Maybe to the surprise of many, five years after the first drafts of the human genome sequence became available [1,2], and nearly three years after the announcement of the completion of the sequencing , a complete set of protein coding genes encoded in the human genome does not exist. One reason for the lack of a complete gene set is that an appropriately rigorous standard has been set for the human genome: every gene, exactly correct. And as shown in this paper, only very few of the human genes seem to be missing from the computational predictions, but the exact genomic structure of these genes is estimated to be correct for only 50% of the predicted genes. In other words, only very few protein coding genes appear to have been totally missed today. Nevertheless, getting the entire genomic structure of a protein coding gene right is still a very difficult task, compounded by the large amount of alternative splicing characterizing human genes. Our assessment here tries to quantify the status of these differences in the current human genome annotations and computational prediction programs.

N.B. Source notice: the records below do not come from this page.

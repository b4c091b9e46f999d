//! Single-entry memoization keyed on input equality.

/// Caches the output for the most recent input.
///
/// Recomputes only when the input differs from the cached one. With an
/// `Arc<str>` input, an unchanged buffer compares by pointer before falling
/// back to content, so repeated lookups stay cheap.
#[derive(Debug, Clone)]
pub struct Memo<I, O> {
    last: Option<(I, O)>,
}

impl<I, O> Default for Memo<I, O> {
    fn default() -> Self {
        Self { last: None }
    }
}

impl<I, O> Memo<I, O>
where
    I: PartialEq + Clone,
{
    #[must_use]
    pub fn new() -> Self {
        Self::default()
    }

    pub fn get_or_compute(&mut self, input: &I, compute: impl FnOnce(&I) -> O) -> &O {
        if self
            .last
            .as_ref()
            .is_some_and(|(cached, _)| cached != input)
        {
            self.last = None;
        }
        &self
            .last
            .get_or_insert_with(|| (input.clone(), compute(input)))
            .1
    }

    /// Drops the cached value.
    pub fn clear(&mut self) {
        self.last = None;
    }
}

To date, accurate automatic annotation of the human genome (and of other genomes with significant cDNA libraries) strongly relies on an elaborate mapping of these known gene sequences onto the genome sequence. This method of genome annotation requires high quality and a nearly complete set of cDNA sequences. Datasets trying to achieve this goal, but are still works in progress, are the RefSeq database  and those currently being produced by the Mammalian Gene Collection (MGC) . As the MGC project - and similar efforts to deepen the coverage of the fraction of the human genome being transcribed - continues, cDNA mapping based gene identification methods are becoming increasingly accurate. While few organisms will have the rich cDNA libraries that are currently being developed for the human genome, the availability of protein sequence data from evolutionarily close relatives has been effectively used in addition to cDNA data for automatic gene prediction across many of the currently sequenced mammals. The most commonly used annotation pipelines are the ENSEMBL pipeline , the UCSC genome browser's  Known Genes (KG II) pipeline, and the Gnomon pipeline at the NCBI . It remains unclear, however, what fraction of the low and specifically expressed transcripts and of alternatively spliced isoforms can be effectively recovered from cDNA libraries. Additionally, orthologous proteins from other species may not align genes that are rapidly evolving. For these reasons, current cDNA and protein-based methods are likely to provide an incomplete picture of the protein coding gene content of the human genome. These methods will be less accurate for genomes with fewer expressed sequences and comparative options.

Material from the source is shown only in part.